According to romantic legend, the Zierotins were the offspring of Prince Oleg of Drelinia, brother of Vladimir I of Kiev, and therefore the family uses in its coat of arms a royal crown (or more properly the crown of Grand Prince) and princely mantling. The heraldic device is a blazon of arms in gules (red) with a lion sable (black), crowned, on three mountains argent (silver). The crest is the crowned lion rampant.

The ancestors of the family were the Bludov family. The oldest documented member of this family was Blud of Bludov, who was the burgrave of the castle in Přerov in 1213–1215. He had two sons, Oneš (1209–1249) and Viktor. He was the probable founder of Bludov that his family and then the Zierotin family have owned since time immemorial.

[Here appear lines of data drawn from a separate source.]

//! Slider-backed feature state and the request snapshots derived from it.
//!
//! Two data paths leave this module. The raw display strings always follow
//! the live slider values and are updated synchronously on input. A
//! [`PredictionRequest`] is an immutable copy taken at dispatch time, so a
//! response that arrives late is still paired with the inputs that produced it.

use std::fmt;
use std::str::FromStr;

use serde::{Deserialize, Serialize};

use crate::consts::ASSUMED_HEIGHT_M;
use crate::prelude::Result;
use crate::Error;

/// The three tracked input controls.
#[derive(Debug, Clone, Copy, PartialEq, Eq, Hash, Deserialize, Serialize)]
#[serde(rename_all = "snake_case")]
pub enum Slider {
    Age,
    Weight,
    Insulin,
}

impl Slider {
    pub const ALL: [Slider; 3] = [Slider::Age, Slider::Weight, Slider::Insulin];

    pub fn name(&self) -> &'static str {
        match self {
            Slider::Age => "age",
            Slider::Weight => "weight",
            Slider::Insulin => "insulin",
        }
    }
}

impl fmt::Display for Slider {
    fn fmt(&self, f: &mut fmt::Formatter<'_>) -> fmt::Result {
        f.write_str(self.name())
    }
}

impl FromStr for Slider {
    type Err = Error;

    fn from_str(s: &str) -> Result<Self> {
        match s.trim().to_ascii_lowercase().as_str() {
            "age" => Ok(Slider::Age),
            "weight" => Ok(Slider::Weight),
            "insulin" | "insulin_level" => Ok(Slider::Insulin),
            other => Err(Error::UnknownSlider(other.to_string())),
        }
    }
}

/// Range control definition: bounds, granularity and starting position.
#[derive(Debug, Clone, Copy, PartialEq, Deserialize, Serialize)]
pub struct SliderSpec {
    pub min: f64,
    pub max: f64,
    #[serde(default = "default_step")]
    pub step: f64,
    pub initial: f64,
}

fn default_step() -> f64 {
    1.0
}

impl SliderSpec {
    pub fn new(min: f64, max: f64, step: f64, initial: f64) -> Self {
        Self {
            min,
            max,
            step,
            initial,
        }
    }

    fn validate(&self, slider: Slider) -> Result<()> {
        let finite = [self.min, self.max, self.step, self.initial]
            .iter()
            .all(|v| v.is_finite());
        if !finite {
            return Err(Error::invalid_slider(slider.name(), "non-finite bound"));
        }
        if self.min > self.max {
            return Err(Error::invalid_slider(slider.name(), "min exceeds max"));
        }
        if self.step <= 0.0 {
            return Err(Error::invalid_slider(slider.name(), "step must be positive"));
        }
        if !(self.min..=self.max).contains(&self.initial) {
            return Err(Error::invalid_slider(
                slider.name(),
                "initial value outside [min, max]",
            ));
        }
        Ok(())
    }

    /// Clamp into range and snap to the step grid, the way a range input does.
    pub fn snap(&self, value: f64) -> f64 {
        let clamped = value.clamp(self.min, self.max);
        let steps = ((clamped - self.min) / self.step).round();
        let snapped = (self.min + steps * self.step).min(self.max);
        // strip float noise from step arithmetic (e.g. 0.1 + 0.2)
        (snapped * 1e9).round() / 1e9
    }
}

/// Slider definitions for all three controls.
#[derive(Debug, Clone, PartialEq, Deserialize, Serialize)]
pub struct SliderSet {
    pub age: Option<SliderSpec>,
    pub weight: Option<SliderSpec>,
    pub insulin: Option<SliderSpec>,
}

impl Default for SliderSet {
    fn default() -> Self {
        Self {
            age: Some(SliderSpec::new(18.0, 90.0, 1.0, 30.0)),
            weight: Some(SliderSpec::new(40.0, 150.0, 1.0, 70.0)),
            insulin: Some(SliderSpec::new(0.0, 300.0, 1.0, 80.0)),
        }
    }
}

impl SliderSet {
    pub fn get(&self, slider: Slider) -> Option<&SliderSpec> {
        match slider {
            Slider::Age => self.age.as_ref(),
            Slider::Weight => self.weight.as_ref(),
            Slider::Insulin => self.insulin.as_ref(),
        }
    }

    /// Check once at setup that every control exists and is usable.
    pub fn validate(&self) -> Result<()> {
        for slider in Slider::ALL {
            let spec = self
                .get(slider)
                .ok_or_else(|| Error::MissingInput(slider.name().to_string()))?;
            spec.validate(slider)?;
        }
        Ok(())
    }
}

/// Current numeric feature values.
#[derive(Debug, Clone, Copy, PartialEq, Serialize, Deserialize)]
pub struct FeatureVector {
    pub age: f64,
    pub weight: f64,
    pub insulin_level: f64,
}

impl FeatureVector {
    pub fn new(age: f64, weight: f64, insulin_level: f64) -> Self {
        Self {
            age,
            weight,
            insulin_level,
        }
    }

    pub fn get(&self, slider: Slider) -> f64 {
        match slider {
            Slider::Age => self.age,
            Slider::Weight => self.weight,
            Slider::Insulin => self.insulin_level,
        }
    }

    fn set(&mut self, slider: Slider, value: f64) {
        match slider {
            Slider::Age => self.age = value,
            Slider::Weight => self.weight = value,
            Slider::Insulin => self.insulin_level = value,
        }
    }

    /// BMI under the fixed assumed height.
    pub fn bmi(&self) -> f64 {
        self.weight / ASSUMED_HEIGHT_M / ASSUMED_HEIGHT_M
    }
}

/// Text shown next to each slider.
#[derive(Debug, Clone, Default, PartialEq, Eq)]
pub struct RawDisplay {
    pub age: String,
    pub weight: String,
    pub insulin: String,
}

/// Live slider state plus the value labels that mirror it.
#[derive(Debug, Clone)]
pub struct FeatureState {
    sliders: SliderSet,
    current: FeatureVector,
    display: RawDisplay,
}

impl FeatureState {
    /// Build from slider definitions. Fails if any control is missing.
    pub fn new(sliders: SliderSet) -> Result<Self> {
        sliders.validate()?;
        let initial = |s: Slider| sliders.get(s).map(|spec| spec.initial).unwrap_or_default();
        let current = FeatureVector::new(
            initial(Slider::Age),
            initial(Slider::Weight),
            initial(Slider::Insulin),
        );
        let mut state = Self {
            sliders,
            current,
            display: RawDisplay::default(),
        };
        state.refresh_display();
        Ok(state)
    }

    /// Move a slider. Returns the value the control settled on.
    ///
    /// Non-finite input leaves the slider where it was.
    pub fn set(&mut self, slider: Slider, raw: f64) -> f64 {
        if raw.is_finite() {
            if let Some(spec) = self.sliders.get(slider) {
                self.current.set(slider, spec.snap(raw));
            }
        }
        self.refresh_display();
        self.current.get(slider)
    }

    /// Rewrite the value labels from the live slider values.
    pub fn refresh_display(&mut self) {
        self.display = RawDisplay {
            age: format_slider_value(self.current.age),
            weight: format_slider_value(self.current.weight),
            insulin: format_slider_value(self.current.insulin_level),
        };
    }

    pub fn current(&self) -> FeatureVector {
        self.current
    }

    pub fn display(&self) -> &RawDisplay {
        &self.display
    }

    /// Freeze the current values into a request.
    pub fn snapshot(&self) -> PredictionRequest {
        PredictionRequest::new(self.current)
    }
}

/// Immutable per-cycle copy of the features sent to the model.
#[derive(Debug, Clone, Copy, PartialEq)]
pub struct PredictionRequest {
    features: FeatureVector,
    bmi: f64,
}

/// Wire body for the what-if endpoint. Numbers travel as strings.
#[derive(Debug, Clone, PartialEq, Eq, Serialize, Deserialize)]
pub struct WhatIfBody {
    #[serde(rename = "Age")]
    pub age: String,
    #[serde(rename = "BMI")]
    pub bmi: String,
    #[serde(rename = "Insulin")]
    pub insulin: String,
}

impl PredictionRequest {
    pub fn new(features: FeatureVector) -> Self {
        Self {
            bmi: features.bmi(),
            features,
        }
    }

    pub fn features(&self) -> &FeatureVector {
        &self.features
    }

    pub fn age(&self) -> f64 {
        self.features.age
    }

    pub fn weight(&self) -> f64 {
        self.features.weight
    }

    pub fn insulin_level(&self) -> f64 {
        self.features.insulin_level
    }

    pub fn bmi(&self) -> f64 {
        self.bmi
    }

    pub fn body(&self) -> WhatIfBody {
        WhatIfBody {
            age: format_slider_value(self.features.age),
            bmi: format!("{:.1}", self.bmi),
            insulin: format_slider_value(self.features.insulin_level),
        }
    }
}

/// Render a slider value the way the control reports it: integers without a
/// decimal point, everything else in shortest form.
pub fn format_slider_value(value: f64) -> String {
    if value.fract() == 0.0 && value.abs() < 1e15 {
        format!("{}", value as i64)
    } else {
        format!("{value}")
    }
}
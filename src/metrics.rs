use std::sync::atomic::{AtomicU64, Ordering};
use std::time::Instant;

use serde::Serialize;
use tracing::info;

/// Per-session cycle counters.
#[derive(Debug)]
pub struct SessionMetrics {
    cycles_dispatched: AtomicU64,
    cycles_applied: AtomicU64,
    cycles_failed: AtomicU64,
    cycles_stale: AtomicU64,
    started: Instant,
}

/// Point-in-time copy of [`SessionMetrics`].
#[derive(Debug, Clone, Copy, PartialEq, Eq, Serialize)]
pub struct SessionSummary {
    pub cycles_dispatched: u64,
    pub cycles_applied: u64,
    pub cycles_failed: u64,
    pub cycles_stale: u64,
    pub uptime_secs: u64,
}

impl SessionSummary {
    /// Cycles dispatched but not yet resolved.
    pub fn in_flight(&self) -> u64 {
        self.cycles_dispatched
            .saturating_sub(self.cycles_applied + self.cycles_failed + self.cycles_stale)
    }
}

impl Default for SessionMetrics {
    fn default() -> Self {
        Self::new()
    }
}

impl SessionMetrics {
    pub fn new() -> Self {
        Self {
            cycles_dispatched: AtomicU64::new(0),
            cycles_applied: AtomicU64::new(0),
            cycles_failed: AtomicU64::new(0),
            cycles_stale: AtomicU64::new(0),
            started: Instant::now(),
        }
    }

    pub fn record_dispatched(&self) {
        self.cycles_dispatched.fetch_add(1, Ordering::Relaxed);
    }

    pub fn record_applied(&self) {
        self.cycles_applied.fetch_add(1, Ordering::Relaxed);
    }

    pub fn record_failed(&self) {
        self.cycles_failed.fetch_add(1, Ordering::Relaxed);
    }

    pub fn record_stale(&self) {
        self.cycles_stale.fetch_add(1, Ordering::Relaxed);
    }

    pub fn summary(&self) -> SessionSummary {
        SessionSummary {
            cycles_dispatched: self.cycles_dispatched.load(Ordering::Relaxed),
            cycles_applied: self.cycles_applied.load(Ordering::Relaxed),
            cycles_failed: self.cycles_failed.load(Ordering::Relaxed),
            cycles_stale: self.cycles_stale.load(Ordering::Relaxed),
            uptime_secs: self.started.elapsed().as_secs(),
        }
    }

    pub fn log_summary(&self) {
        let s = self.summary();
        info!(
            cycles_dispatched = s.cycles_dispatched,
            cycles_applied = s.cycles_applied,
            cycles_failed = s.cycles_failed,
            cycles_stale = s.cycles_stale,
            uptime_secs = s.uptime_secs,
            "What-if session metrics"
        );
    }

    pub fn to_json(&self) -> serde_json::Value {
        serde_json::to_value(self.summary()).unwrap_or(serde_json::Value::Null)
    }
}

#[cfg(test)]
mod tests {
    use super::*;

    #[test]
    fn test_counters_and_in_flight() {
        let metrics = SessionMetrics::new();
        for _ in 0..4 {
            metrics.record_dispatched();
        }
        metrics.record_applied();
        metrics.record_failed();

        let s = metrics.summary();
        assert_eq!(s.cycles_dispatched, 4);
        assert_eq!(s.in_flight(), 2);
        assert_eq!(metrics.to_json()["cycles_failed"], 1);
    }
}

Members of the family were judges, governors, patrons of art and politicians. The most famous is Karel the Elder of Zierotin (1564–1636). He was head of the family in the times when the Zierotin family had the largest property in Moravia. He was highly educated, spoke several languages and was an able politician. He was a friend of Henry IV of France and brother-in-law of Albrecht von Wallenstein. For several years until 1614, he held the position of the Moravian governor.

Other notable members were Johan Karl of Zierotin (1719–1776), directeur des spectacles of Frederick II of Prussia and friend of Johann Sebastian Bach; Karel Emanuel of Zierotin (1850–1934), peer of the Austrian Empire and governor of Moravia (1900–1906); and Ladislav Velen of Zierotin (1579–1638), head of the uprising against the Habsburgs.

The male line of this family died out in 1985. The female line died out in 2016. There are two lines of the family that are not male line descendants of the founders of the family: Mornstein-Zierotin and Klinger-Zierotin. After the fall of the Communist rule in 1989, several properties were returned to Karel Mornstein-Zierotin, including Bludov Chateau.